Stored items:
◇ ◇ ◇

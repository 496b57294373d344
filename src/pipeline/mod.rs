//! Target declarations, conditions, and the run context.

pub mod condition;
pub mod context;
pub mod target;

pub use condition::conditions_hold;
pub use context::RunContext;
pub use target::{build_targets, ResolvedTarget, ShellAction, TargetAction};
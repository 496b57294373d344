//! Shell command execution and environment detection.

pub mod command;

pub use command::{execute, execute_check, CommandOptions, CommandResult};

/// Check if running in a CI environment.
pub fn is_ci() -> bool {
    std::env::var("CI").is_ok()
        || std::env::var("GITHUB_ACTIONS").is_ok()
        || std::env::var("GITLAB_CI").is_ok()
        || std::env::var("CIRCLECI").is_ok()
        || std::env::var("TRAVIS").is_ok()
        || std::env::var("JENKINS_URL").is_ok()
}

◇ ◇ ◇

All of the data, start to finish: please output it exactly.

> **Answer to the exercise**:
repository 496b57294373d344
filename src/pipeline/mod.rs
//! Target declarations, conditions, and the run context.

pub mod condition;
pub mod context;
pub mod target;

pub use condition::conditions_hold;
pub use context::RunContext;
pub use target::{build_targets, ResolvedTarget, ShellAction, TargetAction};
repository 496b57294373d344
//! Shell command execution and environment detection.

pub mod command;

pub use command::{execute, execute_check, CommandOptions, CommandResult};

/// Check if running in a CI environment.
pub fn is_ci() -> bool {
    std::env::var("CI").is_ok()
        || std::env::var("GITHUB_ACTIONS").is_ok()
        || std::env::var("GITLAB_CI").is_ok()
        || std::env::var("CIRCLECI").is_ok()
        || std::env::var("TRAVIS").is_ok()
        || std::env::var("JENKINS_URL").is_ok()
}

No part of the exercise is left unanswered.